Le 3 octobre 2007, la préfecture de la Marne a délivré à la Sci Le Château le récépissé de sa déclaration et M. C... D... a commencé les travaux de creusement de l'étang au cours du second semestre 2008.
Le 15 mai 2009, M. C... D... a adressé à la Sci Le Château une facture de 54 747,61 euros que la Sci a refusé de payer au double motif que la facture n'était pas conforme au devis et que les travaux ne pouvaient être réceptionnés car l'étang creusé n'était pas étanche.

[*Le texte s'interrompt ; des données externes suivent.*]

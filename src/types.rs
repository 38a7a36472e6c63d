//! Type-safe enums for lab configuration values.
//!
//! Using enums instead of strings provides compile-time validation and
//! prevents typos in role names and policy selections.

use serde::{Deserialize, Serialize};
use strum::{Display, EnumIter, EnumString, IntoStaticStr};

/// Machine role; selects which fixed step sequence a server receives.
#[derive(
    Debug,
    Clone,
    Copy,
    PartialEq,
    Eq,
    Hash,
    Serialize,
    Deserialize,
    Display,
    EnumString,
    EnumIter,
    IntoStaticStr,
)]
#[serde(rename_all = "kebab-case")]
#[strum(serialize_all = "kebab-case")]
pub enum Role {
    /// Active Directory domain controller
    DomainController,
    /// PowerShell Universal server
    PowershellUniversal,
}

impl Role {
    /// Directory name of this role's scripts under `<scripts_root>/roles/`.
    pub fn scripts_dir_name(self) -> &'static str {
        self.into()
    }
}

/// What to do when only one half of a credential pair is configured.
#[derive(
    Debug,
    Clone,
    Copy,
    PartialEq,
    Eq,
    Default,
    Serialize,
    Deserialize,
    Display,
    EnumString,
    EnumIter,
)]
#[serde(rename_all = "kebab-case")]
#[strum(serialize_all = "kebab-case")]
pub enum PartialCredentialPolicy {
    /// Fail plan construction with a configuration error
    #[default]
    Reject,
    /// Treat both halves as absent and skip the dependent steps
    Omit,
}
//! Type-safe arguments for PowerShell Universal scripts.
//!
//! - `AddRsatAdPoshArgs` for the shared `add-rsatadposh.ps1`
//! - `InstallPsModulesArgs` for `install-psmodules.ps1`
//! - `CreateServiceAccountArgs` for `create-domainserviceaccount.ps1`
//! - `GrantServiceAccountRightsArgs` for `grant-serviceaccountrights.ps1`
//! - `DownloadPsuArgs` for `download-powershelluniversal.ps1`
//! - `CreateFirewallRuleArgs` for `create-pwshufirewallrule.ps1`
//! - `InstallPsuArgs` for `install-powershelluniversal.ps1`

use crate::script_traits::{ScriptArgs, ScriptLocation};
use crate::settings::ServiceAccount;
use crate::types::Role;

const LOCATION: ScriptLocation = ScriptLocation::Role(Role::PowershellUniversal);

/// Declares a parameterless script.
macro_rules! no_arg_script {
    ($(#[$meta:meta])* $name:ident, $file:literal, $location:expr, privileged = $privileged:literal) => {
        $(#[$meta])*
        #[derive(Debug, Clone, Copy, Default)]
        pub struct $name;

        impl ScriptArgs for $name {
            fn to_cli_args(&self) -> Vec<String> {
                vec![]
            }

            fn script_name(&self) -> &'static str {
                $file
            }

            fn location(&self) -> ScriptLocation {
                $location
            }

            fn privileged(&self) -> bool {
                $privileged
            }
        }
    };
}

no_arg_script!(
    /// Installs the RSAT Active Directory PowerShell module. Shared by roles.
    AddRsatAdPoshArgs,
    "add-rsatadposh.ps1",
    ScriptLocation::Shared,
    privileged = true
);

no_arg_script!(
    /// Installs the PowerShell modules PowerShell Universal depends on.
    InstallPsModulesArgs,
    "install-psmodules.ps1",
    LOCATION,
    privileged = true
);

no_arg_script!(
    /// Fetches the PowerShell Universal installer.
    DownloadPsuArgs,
    "download-powershelluniversal.ps1",
    LOCATION,
    privileged = false
);

no_arg_script!(
    /// Opens the PowerShell Universal listener port.
    CreateFirewallRuleArgs,
    "create-pwshufirewallrule.ps1",
    LOCATION,
    privileged = true
);

// ============================================================================
// Service account
// ============================================================================

/// Type-safe arguments for `create-domainserviceaccount.ps1`.
///
/// Positions: 0 = account name, 1 = password.
#[derive(Debug, Clone)]
pub struct CreateServiceAccountArgs {
    pub account: ServiceAccount,
}

impl ScriptArgs for CreateServiceAccountArgs {
    fn to_cli_args(&self) -> Vec<String> {
        vec![
            self.account.name().to_string(),
            self.account.password().to_string(),
        ]
    }

    fn script_name(&self) -> &'static str {
        "create-domainserviceaccount.ps1"
    }

    fn location(&self) -> ScriptLocation {
        LOCATION
    }

    fn privileged(&self) -> bool {
        true
    }

    fn sensitive(&self) -> bool {
        true
    }
}

/// Type-safe arguments for `grant-serviceaccountrights.ps1`.
///
/// Position 0 = account name.
#[derive(Debug, Clone)]
pub struct GrantServiceAccountRightsArgs {
    pub account_name: String,
}

impl ScriptArgs for GrantServiceAccountRightsArgs {
    fn to_cli_args(&self) -> Vec<String> {
        vec![self.account_name.clone()]
    }

    fn script_name(&self) -> &'static str {
        "grant-serviceaccountrights.ps1"
    }

    fn location(&self) -> ScriptLocation {
        LOCATION
    }

    fn privileged(&self) -> bool {
        true
    }
}

// ============================================================================
// Install PowerShell Universal
// ============================================================================

/// Type-safe arguments for `install-powershelluniversal.ps1`.
///
/// Always passes two positions (account, password). Without a service
/// account both are empty strings and the installer runs the service as
/// its default identity.
#[derive(Debug, Clone, Default)]
pub struct InstallPsuArgs {
    pub account: Option<ServiceAccount>,
}

impl ScriptArgs for InstallPsuArgs {
    fn to_cli_args(&self) -> Vec<String> {
        match &self.account {
            Some(account) => vec![account.name().to_string(), account.password().to_string()],
            None => vec![String::new(), String::new()],
        }
    }

    fn script_name(&self) -> &'static str {
        "install-powershelluniversal.ps1"
    }

    fn location(&self) -> ScriptLocation {
        LOCATION
    }

    fn privileged(&self) -> bool {
        true
    }

    fn sensitive(&self) -> bool {
        self.account.is_some()
    }
}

La Sci Le Château a saisi le juge des référés du tribunal de grande instance Châlons en Champagne, afin de voir ordonner une expertise pour caractériser les désordres affectant l'étang, chiffrer les travaux de remise en état et déterminer les responsabilités encourues.
Par ordonnance de référé du 2 avril 2013, le président du tribunal de grande instance de Châlons en Champagne a désigné M. U... en qualité d'expert.
L'expert a remis son rapport le 18 juillet 2014.
Par actes d'huissier de justice des 7 avril et 1er juin 2015, la Sci le Château a fait assigner M. O... K..., hydrogéologue et M. C... D..., entrepreneur, devant le tribunal de grande instance de Châlons en Champagne, en indemnisation de son préjudice chiffré par elle à hauteur de 264 647,60 €.
La Sci le Château a demandé au tribunal, sous le bénéfice de l'exécution provisoire, de condamner in solidum M. C... D... et M. O... K... à lui verser les sommes de 264 647,60 € en réparation de son préjudice et celle de 7 000 € au titre de l'article 700 du code de procédure civile, outre les dépens, dont les frais d'expertise de M. U....
Les défendeurs ont conclu au rejet des demandes.
Par jugement rendu le 12 avril 2017, le tribunal de grande instance de Châlons en Champagne a déclaré M. C... D... et M. O... K... responsables du dommage subi par la Sci le Château et il les a condamnés in solidum à verser à la Sci le Château la somme de 29 641 € en réparation de son préjudice, outre celle de 4 000 € au titre de l'article 700 du code de procédure civile, ainsi que les dépens.
Pour statuer ainsi, le tribunal a considéré que M. C... D... et M. O... K... avaient l'un et l'autre manqué à leurs obligations contractuelles envers la Sci Le Château, de sorte qu'ils devaient rembourser à cette dernière les sommes qu'elle leur avait déjà payées pour la réalisation de l'étang (soit 20 000 euros pour M. D... et 3 588 euros pour M. K...) et qu'ils devaient assumer le coût des travaux de remise en état des lieux en leur état antérieur (soit 6 053 euros), sans pouvoir leur réclamer néanmoins le prix des matériaux à mettre en oeuvre pour combler l'étang puisque ces matériaux avaient été laissés sur le domaine lors des travaux d'excavation du sol.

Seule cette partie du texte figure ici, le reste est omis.